Collected data entries

=====

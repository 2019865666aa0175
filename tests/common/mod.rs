//! Shared utilities for integration tests.

use std::net::SocketAddr;
use std::sync::{Arc, Mutex};
use std::time::Duration;

use module_pipeline::config::ListenerConfig;
use module_pipeline::{Flow, Module, ModuleError, Options, Pipeline, PipelineServer, Registrar, Request, Response, Shutdown, Stage};
use tokio::io::{AsyncReadExt, AsyncWriteExt};
use tokio::net::{TcpListener, TcpStream};
use tokio::sync::mpsc;

/// Shared log of which module ran, in order.
pub type Trace = Arc<Mutex<Vec<String>>>;

/// Test module that records its label, optionally writes a status and
/// optionally halts the pipeline.
pub struct Recorder {
    label: String,
    stage: Stage,
    trace: Trace,
    status: Option<(u16, &'static str)>,
    halt: bool,
}

#[allow(dead_code)]
impl Recorder {
    pub fn new(label: &str, stage: Stage, trace: &Trace) -> Self {
        Self {
            label: label.to_string(),
            stage,
            trace: Arc::clone(trace),
            status: None,
            halt: false,
        }
    }

    pub fn responding(mut self, status: u16, reason: &'static str) -> Self {
        self.status = Some((status, reason));
        self
    }

    pub fn halting(mut self) -> Self {
        self.halt = true;
        self
    }
}

impl Module for Recorder {
    fn name(&self) -> &str {
        &self.label
    }

    fn start(self: Arc<Self>, registrar: &Registrar<'_>, _options: &Options) -> Result<(), ModuleError> {
        let stage = self.stage;
        registrar.hook(self, stage)?;
        Ok(())
    }

    fn stop(&self) -> Result<(), ModuleError> {
        Ok(())
    }

    fn handle_request(&self, _request: &Request, response: &mut Response) -> Flow {
        self.trace.lock().unwrap().push(self.label.clone());
        if let Some((status, reason)) = self.status {
            response.set_status(status, reason);
            response.append_body(format!("[{}]", self.label));
        }
        if self.halt {
            Flow::Halt
        } else {
            Flow::Continue
        }
    }
}

pub fn new_trace() -> Trace {
    Arc::new(Mutex::new(Vec::new()))
}

#[allow(dead_code)]
pub fn snapshot(trace: &Trace) -> Vec<String> {
    trace.lock().unwrap().clone()
}

/// Serve `pipeline` on an ephemeral port. The server stops when the
/// returned `Shutdown` is triggered.
#[allow(dead_code)]
pub async fn spawn_server(pipeline: Arc<Pipeline>) -> (SocketAddr, Shutdown) {
    let listener = TcpListener::bind("127.0.0.1:0").await.unwrap();
    let addr = listener.local_addr().unwrap();

    let shutdown = Shutdown::new();
    let server_shutdown = shutdown.subscribe();
    let (_, config_updates) = mpsc::unbounded_channel();
    let server = PipelineServer::new(pipeline, &ListenerConfig::default());

    tokio::spawn(async move {
        let _ = server.run(listener, config_updates, server_shutdown).await;
    });
    tokio::time::sleep(Duration::from_millis(50)).await;

    (addr, shutdown)
}

/// Send a raw HTTP/1.1 request and return the full response text, so the
/// status line can be checked verbatim.
#[allow(dead_code)]
pub async fn raw_request(addr: SocketAddr, method: &str, path: &str) -> String {
    let mut socket = TcpStream::connect(addr).await.unwrap();
    let request = format!("{method} {path} HTTP/1.1\r\nHost: localhost\r\nConnection: close\r\n\r\n");
    socket.write_all(request.as_bytes()).await.unwrap();

    let mut buf = Vec::new();
    socket.read_to_end(&mut buf).await.unwrap();
    String::from_utf8_lossy(&buf).into_owned()
}
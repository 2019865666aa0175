//! Response log module: reports the finished response as a tracing event.

use std::sync::atomic::{AtomicBool, AtomicU64, Ordering};
use std::sync::Arc;

use crate::http::{Request, Response};
use crate::pipeline::module::{bool_option, stage_option};
use crate::pipeline::{Flow, Module, ModuleError, Options, Registrar, Stage};

pub const KIND: &str = "response_log";

/// Options: `stage` (default `really_last`), `include_body` (default `false`).
#[derive(Debug, Default)]
pub struct ResponseLogModule {
    include_body: AtomicBool,
    logged: AtomicU64,
    running: AtomicBool,
}

impl ResponseLogModule {
    pub fn new() -> Self {
        Self::default()
    }

    /// Responses logged since creation.
    pub fn logged(&self) -> u64 {
        self.logged.load(Ordering::Relaxed)
    }
}

impl Module for ResponseLogModule {
    fn name(&self) -> &str {
        KIND
    }

    fn start(self: Arc<Self>, registrar: &Registrar<'_>, options: &Options) -> Result<(), ModuleError> {
        let stage = stage_option(KIND, options, Stage::ReallyLast)?;
        let include_body = bool_option(KIND, options, "include_body", false)?;
        self.include_body.store(include_body, Ordering::Relaxed);
        self.running.store(true, Ordering::SeqCst);
        registrar.hook(self, stage)?;
        Ok(())
    }

    fn stop(&self) -> Result<(), ModuleError> {
        if !self.running.swap(false, Ordering::SeqCst) {
            return Err(ModuleError::NotRunning(KIND.to_string()));
        }
        tracing::info!(logged = self.logged(), "Response log stopped");
        Ok(())
    }

    fn handle_request(&self, request: &Request, response: &mut Response) -> Flow {
        self.logged.fetch_add(1, Ordering::Relaxed);
        let headers = response
            .headers
            .iter()
            .map(|(k, v)| format!("{k}: {v}"))
            .collect::<Vec<_>>()
            .join("; ");

        if self.include_body.load(Ordering::Relaxed) {
            tracing::info!(
                method = %request.method(),
                target = %request.target(),
                version = %response.version,
                status = response.status,
                reason = %response.reason,
                headers = %headers,
                body = %response.body_text(),
                "Response"
            );
        } else {
            tracing::info!(
                method = %request.method(),
                target = %request.target(),
                version = %response.version,
                status = response.status,
                reason = %response.reason,
                headers = %headers,
                body_bytes = response.body.len(),
                "Response"
            );
        }
        Flow::Continue
    }
}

=====

▶ WORK ORDER:
Find every line of the data that holds the string "tests", then say how many there are and nothing else.

▶ OUTPUT BELOW:
2